* [Requirement]: Count each line below that has "ResultBuilder" anywhere in it. Answer with the total alone.

* [Information shown]:
- Opening Delimiter -

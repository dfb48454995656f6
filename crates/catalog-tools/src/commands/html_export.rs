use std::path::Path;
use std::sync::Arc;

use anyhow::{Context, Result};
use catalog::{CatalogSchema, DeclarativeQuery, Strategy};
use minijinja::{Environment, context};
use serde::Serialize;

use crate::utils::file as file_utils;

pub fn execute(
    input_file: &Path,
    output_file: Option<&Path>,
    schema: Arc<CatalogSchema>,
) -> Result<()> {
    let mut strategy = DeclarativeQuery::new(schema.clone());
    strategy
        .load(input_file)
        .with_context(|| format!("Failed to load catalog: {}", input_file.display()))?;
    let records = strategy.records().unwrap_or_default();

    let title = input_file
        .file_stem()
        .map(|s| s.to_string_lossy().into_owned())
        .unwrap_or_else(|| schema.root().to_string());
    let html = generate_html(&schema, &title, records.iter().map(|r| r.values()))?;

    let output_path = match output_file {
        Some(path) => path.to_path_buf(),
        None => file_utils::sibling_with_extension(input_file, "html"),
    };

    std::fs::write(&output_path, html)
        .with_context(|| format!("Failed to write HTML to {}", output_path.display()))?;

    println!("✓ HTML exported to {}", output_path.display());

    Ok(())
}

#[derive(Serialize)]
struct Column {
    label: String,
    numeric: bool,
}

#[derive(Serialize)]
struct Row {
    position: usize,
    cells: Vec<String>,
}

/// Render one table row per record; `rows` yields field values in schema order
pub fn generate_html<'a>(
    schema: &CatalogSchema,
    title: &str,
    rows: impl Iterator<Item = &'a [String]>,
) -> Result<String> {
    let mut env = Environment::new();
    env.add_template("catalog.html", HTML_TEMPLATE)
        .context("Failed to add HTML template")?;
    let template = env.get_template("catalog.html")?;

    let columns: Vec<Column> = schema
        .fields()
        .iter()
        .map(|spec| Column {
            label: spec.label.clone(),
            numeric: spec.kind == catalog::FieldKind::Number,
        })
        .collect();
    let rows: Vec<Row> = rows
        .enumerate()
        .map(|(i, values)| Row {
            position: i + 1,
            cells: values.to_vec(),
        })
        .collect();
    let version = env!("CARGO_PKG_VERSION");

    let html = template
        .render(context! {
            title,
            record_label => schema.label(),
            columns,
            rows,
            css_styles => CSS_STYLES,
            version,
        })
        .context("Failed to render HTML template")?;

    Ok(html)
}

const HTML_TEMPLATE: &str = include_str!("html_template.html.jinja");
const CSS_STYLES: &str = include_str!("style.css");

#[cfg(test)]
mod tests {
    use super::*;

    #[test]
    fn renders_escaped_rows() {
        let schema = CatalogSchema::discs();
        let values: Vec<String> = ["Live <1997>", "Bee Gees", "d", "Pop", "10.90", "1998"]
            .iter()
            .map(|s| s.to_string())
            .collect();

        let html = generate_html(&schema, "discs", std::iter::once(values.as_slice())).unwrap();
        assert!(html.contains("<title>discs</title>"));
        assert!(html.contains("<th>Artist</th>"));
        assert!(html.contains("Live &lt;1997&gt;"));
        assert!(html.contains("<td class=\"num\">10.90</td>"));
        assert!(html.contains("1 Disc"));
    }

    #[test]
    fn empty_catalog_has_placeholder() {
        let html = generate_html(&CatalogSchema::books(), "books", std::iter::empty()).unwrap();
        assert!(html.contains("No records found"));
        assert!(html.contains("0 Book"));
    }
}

- Closing Delimiter -
- Opening Delimiter -

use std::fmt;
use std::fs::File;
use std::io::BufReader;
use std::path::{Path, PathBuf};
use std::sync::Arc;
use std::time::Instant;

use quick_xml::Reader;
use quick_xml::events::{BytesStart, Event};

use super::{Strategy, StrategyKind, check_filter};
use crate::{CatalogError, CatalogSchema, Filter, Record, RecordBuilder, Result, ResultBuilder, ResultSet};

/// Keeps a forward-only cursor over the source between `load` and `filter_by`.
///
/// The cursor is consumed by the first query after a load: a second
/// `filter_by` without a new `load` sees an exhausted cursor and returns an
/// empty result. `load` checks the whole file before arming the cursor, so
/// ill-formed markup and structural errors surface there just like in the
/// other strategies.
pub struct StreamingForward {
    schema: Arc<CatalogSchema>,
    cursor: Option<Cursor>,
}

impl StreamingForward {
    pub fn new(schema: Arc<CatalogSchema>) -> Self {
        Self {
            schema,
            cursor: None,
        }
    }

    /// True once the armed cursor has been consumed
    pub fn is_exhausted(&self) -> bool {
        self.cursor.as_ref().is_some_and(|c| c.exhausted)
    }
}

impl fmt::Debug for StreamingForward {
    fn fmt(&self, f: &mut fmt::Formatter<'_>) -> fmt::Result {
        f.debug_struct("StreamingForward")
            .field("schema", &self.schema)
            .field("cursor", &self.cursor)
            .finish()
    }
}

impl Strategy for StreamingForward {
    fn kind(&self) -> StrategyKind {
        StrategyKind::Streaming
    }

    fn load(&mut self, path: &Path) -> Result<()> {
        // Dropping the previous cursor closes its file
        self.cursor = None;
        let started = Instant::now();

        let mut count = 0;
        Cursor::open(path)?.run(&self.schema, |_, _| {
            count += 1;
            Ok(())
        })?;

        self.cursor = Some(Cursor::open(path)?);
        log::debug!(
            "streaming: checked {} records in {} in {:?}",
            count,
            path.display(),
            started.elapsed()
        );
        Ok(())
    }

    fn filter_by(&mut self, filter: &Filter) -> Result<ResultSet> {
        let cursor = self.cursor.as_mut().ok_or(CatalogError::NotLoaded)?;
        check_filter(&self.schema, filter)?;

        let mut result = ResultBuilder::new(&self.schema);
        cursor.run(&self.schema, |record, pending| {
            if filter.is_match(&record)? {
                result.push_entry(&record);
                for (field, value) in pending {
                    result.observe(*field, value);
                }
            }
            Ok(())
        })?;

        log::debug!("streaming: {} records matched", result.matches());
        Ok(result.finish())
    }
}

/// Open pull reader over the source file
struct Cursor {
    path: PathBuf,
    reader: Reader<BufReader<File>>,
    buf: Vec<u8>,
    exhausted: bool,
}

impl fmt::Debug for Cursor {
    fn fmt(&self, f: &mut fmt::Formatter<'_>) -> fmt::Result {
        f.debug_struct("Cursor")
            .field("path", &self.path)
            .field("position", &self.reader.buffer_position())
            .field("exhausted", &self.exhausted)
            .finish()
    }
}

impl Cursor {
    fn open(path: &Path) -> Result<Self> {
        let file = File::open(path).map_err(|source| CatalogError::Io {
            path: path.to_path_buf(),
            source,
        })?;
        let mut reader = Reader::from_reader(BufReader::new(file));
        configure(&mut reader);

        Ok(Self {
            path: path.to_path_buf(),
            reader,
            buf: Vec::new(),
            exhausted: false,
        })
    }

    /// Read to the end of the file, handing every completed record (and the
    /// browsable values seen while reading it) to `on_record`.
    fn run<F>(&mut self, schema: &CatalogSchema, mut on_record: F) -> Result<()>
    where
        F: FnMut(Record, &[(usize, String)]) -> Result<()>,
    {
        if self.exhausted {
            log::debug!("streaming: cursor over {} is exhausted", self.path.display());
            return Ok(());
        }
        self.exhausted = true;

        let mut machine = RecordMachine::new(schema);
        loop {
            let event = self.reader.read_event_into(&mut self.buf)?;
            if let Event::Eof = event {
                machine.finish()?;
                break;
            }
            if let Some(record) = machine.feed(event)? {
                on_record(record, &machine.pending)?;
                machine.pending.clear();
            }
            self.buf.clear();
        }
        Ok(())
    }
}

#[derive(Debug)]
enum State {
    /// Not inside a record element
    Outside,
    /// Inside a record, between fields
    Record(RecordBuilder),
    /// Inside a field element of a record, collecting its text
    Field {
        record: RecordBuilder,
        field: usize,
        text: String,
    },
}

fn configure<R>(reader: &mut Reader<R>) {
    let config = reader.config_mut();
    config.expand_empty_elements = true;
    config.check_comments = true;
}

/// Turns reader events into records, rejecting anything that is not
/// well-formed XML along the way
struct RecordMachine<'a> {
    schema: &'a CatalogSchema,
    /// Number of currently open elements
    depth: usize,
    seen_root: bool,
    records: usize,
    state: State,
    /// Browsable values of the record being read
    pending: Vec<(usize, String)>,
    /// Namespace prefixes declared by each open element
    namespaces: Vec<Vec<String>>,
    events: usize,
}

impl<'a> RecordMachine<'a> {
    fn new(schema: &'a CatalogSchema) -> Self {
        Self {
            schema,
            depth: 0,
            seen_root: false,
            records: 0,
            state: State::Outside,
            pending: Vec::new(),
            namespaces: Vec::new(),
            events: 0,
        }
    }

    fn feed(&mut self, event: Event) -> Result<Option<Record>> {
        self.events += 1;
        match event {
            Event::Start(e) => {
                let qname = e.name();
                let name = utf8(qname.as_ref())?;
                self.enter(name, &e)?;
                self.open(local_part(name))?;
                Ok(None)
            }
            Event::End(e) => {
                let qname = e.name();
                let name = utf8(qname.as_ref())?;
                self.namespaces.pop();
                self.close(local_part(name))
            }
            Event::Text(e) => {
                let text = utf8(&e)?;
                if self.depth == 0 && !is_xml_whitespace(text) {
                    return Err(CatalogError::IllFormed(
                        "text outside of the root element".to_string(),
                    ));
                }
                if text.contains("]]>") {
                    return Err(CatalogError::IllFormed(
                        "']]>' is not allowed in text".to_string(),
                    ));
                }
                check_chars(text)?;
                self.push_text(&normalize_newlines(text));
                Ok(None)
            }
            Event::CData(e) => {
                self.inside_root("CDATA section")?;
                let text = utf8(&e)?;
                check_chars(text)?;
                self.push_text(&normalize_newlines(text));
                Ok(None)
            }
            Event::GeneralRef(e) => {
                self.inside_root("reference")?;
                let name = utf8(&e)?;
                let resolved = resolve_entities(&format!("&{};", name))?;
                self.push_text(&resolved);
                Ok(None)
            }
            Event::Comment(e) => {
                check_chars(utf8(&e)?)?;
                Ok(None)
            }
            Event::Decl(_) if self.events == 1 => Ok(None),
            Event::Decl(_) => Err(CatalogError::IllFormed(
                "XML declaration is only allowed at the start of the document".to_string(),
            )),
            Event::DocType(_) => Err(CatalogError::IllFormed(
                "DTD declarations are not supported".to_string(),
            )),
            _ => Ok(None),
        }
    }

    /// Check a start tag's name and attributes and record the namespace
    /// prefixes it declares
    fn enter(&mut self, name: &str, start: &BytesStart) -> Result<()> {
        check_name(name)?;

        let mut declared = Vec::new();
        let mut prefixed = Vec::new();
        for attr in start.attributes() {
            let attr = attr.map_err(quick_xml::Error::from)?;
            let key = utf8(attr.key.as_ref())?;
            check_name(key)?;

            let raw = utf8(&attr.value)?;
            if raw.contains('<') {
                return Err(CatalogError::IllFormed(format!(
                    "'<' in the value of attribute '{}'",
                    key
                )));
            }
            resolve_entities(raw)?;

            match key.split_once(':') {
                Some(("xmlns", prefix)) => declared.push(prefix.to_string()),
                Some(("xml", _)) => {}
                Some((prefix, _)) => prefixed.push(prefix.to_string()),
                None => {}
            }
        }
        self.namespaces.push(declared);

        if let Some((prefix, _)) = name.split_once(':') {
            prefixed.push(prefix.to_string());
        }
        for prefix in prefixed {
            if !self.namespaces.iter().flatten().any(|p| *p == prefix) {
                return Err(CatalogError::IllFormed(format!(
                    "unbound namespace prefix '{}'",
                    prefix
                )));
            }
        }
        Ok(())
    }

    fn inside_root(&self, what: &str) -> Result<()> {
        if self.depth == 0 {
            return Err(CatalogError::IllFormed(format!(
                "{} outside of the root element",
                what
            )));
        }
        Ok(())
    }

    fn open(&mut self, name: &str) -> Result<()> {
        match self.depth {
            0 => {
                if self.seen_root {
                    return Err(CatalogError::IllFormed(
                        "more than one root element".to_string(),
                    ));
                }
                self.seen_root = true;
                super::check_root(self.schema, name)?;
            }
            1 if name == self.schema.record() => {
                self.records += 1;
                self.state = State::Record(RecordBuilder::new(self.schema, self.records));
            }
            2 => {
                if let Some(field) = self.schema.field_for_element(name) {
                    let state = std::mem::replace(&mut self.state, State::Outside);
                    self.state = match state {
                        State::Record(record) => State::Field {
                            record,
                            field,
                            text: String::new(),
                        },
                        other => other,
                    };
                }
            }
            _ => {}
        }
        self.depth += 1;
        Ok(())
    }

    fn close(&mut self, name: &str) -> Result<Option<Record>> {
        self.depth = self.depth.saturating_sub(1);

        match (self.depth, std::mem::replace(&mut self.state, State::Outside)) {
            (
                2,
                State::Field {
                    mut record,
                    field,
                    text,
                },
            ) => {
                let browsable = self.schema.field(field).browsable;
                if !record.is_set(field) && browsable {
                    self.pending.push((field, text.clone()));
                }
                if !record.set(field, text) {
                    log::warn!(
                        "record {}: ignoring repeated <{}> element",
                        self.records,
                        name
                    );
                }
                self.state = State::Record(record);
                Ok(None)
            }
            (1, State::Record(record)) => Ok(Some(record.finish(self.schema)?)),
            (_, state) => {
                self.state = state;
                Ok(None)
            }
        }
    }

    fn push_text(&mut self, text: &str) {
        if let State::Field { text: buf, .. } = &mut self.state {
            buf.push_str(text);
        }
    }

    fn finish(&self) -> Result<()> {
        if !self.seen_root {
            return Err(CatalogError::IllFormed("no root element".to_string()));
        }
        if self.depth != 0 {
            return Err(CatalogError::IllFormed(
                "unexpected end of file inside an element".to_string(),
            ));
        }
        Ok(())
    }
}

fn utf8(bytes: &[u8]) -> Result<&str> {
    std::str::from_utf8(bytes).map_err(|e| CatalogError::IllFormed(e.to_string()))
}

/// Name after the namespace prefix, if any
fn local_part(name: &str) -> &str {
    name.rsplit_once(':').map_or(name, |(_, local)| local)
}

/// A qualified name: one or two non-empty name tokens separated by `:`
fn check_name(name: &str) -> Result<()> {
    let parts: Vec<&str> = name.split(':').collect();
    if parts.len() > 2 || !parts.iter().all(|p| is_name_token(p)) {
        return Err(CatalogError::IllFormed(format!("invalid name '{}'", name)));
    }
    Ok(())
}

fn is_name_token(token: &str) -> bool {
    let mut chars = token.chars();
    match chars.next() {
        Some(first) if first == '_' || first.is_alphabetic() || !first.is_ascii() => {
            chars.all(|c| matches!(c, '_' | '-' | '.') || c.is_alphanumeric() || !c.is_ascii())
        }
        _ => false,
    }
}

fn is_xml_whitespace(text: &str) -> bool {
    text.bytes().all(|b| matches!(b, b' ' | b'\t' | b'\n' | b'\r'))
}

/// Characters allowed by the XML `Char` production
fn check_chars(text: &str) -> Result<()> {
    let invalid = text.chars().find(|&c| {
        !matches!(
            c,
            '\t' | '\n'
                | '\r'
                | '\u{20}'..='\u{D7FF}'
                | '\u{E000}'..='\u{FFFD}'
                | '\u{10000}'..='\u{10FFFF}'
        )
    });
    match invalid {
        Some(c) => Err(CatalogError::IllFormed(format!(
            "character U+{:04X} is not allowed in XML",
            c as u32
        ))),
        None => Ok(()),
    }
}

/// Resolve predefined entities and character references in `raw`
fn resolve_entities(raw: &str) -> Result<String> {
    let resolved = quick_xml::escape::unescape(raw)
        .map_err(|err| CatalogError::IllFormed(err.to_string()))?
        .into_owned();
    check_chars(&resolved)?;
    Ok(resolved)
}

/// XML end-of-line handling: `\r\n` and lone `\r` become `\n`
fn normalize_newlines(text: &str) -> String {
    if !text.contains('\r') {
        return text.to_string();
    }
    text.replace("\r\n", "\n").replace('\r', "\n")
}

- Closing Delimiter -
- Opening Delimiter -

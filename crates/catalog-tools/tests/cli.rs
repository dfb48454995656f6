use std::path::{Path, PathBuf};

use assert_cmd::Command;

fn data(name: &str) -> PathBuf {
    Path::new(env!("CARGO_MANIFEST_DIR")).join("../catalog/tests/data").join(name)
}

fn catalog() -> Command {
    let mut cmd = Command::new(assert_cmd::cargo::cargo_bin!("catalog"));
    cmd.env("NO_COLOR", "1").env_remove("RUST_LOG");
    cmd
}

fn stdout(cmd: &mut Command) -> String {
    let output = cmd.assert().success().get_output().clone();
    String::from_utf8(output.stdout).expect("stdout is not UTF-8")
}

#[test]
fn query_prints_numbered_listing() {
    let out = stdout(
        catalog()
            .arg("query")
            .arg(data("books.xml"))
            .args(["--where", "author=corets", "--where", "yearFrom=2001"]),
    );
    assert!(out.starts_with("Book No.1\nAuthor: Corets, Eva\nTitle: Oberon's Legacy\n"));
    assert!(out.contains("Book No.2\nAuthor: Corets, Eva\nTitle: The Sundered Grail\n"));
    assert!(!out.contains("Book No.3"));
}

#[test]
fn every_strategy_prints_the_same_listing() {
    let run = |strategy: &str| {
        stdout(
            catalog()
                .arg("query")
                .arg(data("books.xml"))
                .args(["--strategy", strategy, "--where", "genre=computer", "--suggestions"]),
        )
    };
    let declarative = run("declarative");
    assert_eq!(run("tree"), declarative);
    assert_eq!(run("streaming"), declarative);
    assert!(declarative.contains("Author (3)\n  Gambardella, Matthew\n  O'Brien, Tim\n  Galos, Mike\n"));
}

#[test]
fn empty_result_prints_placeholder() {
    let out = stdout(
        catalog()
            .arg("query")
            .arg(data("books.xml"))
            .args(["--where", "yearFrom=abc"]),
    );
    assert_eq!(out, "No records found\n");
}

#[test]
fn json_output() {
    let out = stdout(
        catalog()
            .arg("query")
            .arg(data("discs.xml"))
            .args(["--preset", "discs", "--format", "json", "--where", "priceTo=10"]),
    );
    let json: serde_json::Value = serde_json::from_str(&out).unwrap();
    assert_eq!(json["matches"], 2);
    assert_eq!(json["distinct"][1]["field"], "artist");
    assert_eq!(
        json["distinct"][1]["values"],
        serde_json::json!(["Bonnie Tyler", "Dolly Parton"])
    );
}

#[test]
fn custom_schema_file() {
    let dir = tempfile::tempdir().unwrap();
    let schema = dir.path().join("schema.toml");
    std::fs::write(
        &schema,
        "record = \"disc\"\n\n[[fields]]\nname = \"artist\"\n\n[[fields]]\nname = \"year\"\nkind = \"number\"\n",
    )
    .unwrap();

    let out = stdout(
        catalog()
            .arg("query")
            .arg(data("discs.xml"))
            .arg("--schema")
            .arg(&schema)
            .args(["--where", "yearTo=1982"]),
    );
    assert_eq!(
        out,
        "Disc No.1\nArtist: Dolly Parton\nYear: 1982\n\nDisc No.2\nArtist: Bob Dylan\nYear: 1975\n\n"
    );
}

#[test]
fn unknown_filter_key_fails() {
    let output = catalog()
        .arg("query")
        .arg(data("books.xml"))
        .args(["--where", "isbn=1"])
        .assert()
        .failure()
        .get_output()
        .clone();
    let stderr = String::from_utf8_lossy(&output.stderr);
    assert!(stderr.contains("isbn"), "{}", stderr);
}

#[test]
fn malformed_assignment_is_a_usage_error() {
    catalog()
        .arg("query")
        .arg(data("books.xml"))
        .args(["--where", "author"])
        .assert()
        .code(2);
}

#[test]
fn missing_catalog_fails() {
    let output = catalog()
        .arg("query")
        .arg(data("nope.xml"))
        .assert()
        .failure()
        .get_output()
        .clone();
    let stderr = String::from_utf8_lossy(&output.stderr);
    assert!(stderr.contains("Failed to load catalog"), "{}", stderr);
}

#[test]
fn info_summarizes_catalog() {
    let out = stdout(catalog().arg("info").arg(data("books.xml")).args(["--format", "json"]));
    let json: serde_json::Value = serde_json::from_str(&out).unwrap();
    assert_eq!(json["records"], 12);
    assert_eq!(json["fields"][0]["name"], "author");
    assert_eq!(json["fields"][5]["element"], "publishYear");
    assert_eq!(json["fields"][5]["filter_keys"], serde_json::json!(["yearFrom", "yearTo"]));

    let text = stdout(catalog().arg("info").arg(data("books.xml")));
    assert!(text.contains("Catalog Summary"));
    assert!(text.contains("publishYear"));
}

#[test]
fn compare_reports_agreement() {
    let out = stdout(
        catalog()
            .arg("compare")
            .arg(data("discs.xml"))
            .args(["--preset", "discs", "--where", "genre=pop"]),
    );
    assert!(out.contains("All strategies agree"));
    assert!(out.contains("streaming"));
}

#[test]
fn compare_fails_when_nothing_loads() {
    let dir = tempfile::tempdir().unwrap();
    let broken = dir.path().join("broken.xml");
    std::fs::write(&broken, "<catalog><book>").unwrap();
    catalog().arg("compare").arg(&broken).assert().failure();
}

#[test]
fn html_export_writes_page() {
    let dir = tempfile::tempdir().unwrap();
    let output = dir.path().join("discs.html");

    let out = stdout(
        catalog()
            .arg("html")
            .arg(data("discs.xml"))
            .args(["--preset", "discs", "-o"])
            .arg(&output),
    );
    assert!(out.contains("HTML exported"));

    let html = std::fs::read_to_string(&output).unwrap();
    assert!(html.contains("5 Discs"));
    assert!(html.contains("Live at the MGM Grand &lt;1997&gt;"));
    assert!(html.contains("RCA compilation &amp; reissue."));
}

- Closing Delimiter -

* [Result of this task]: 2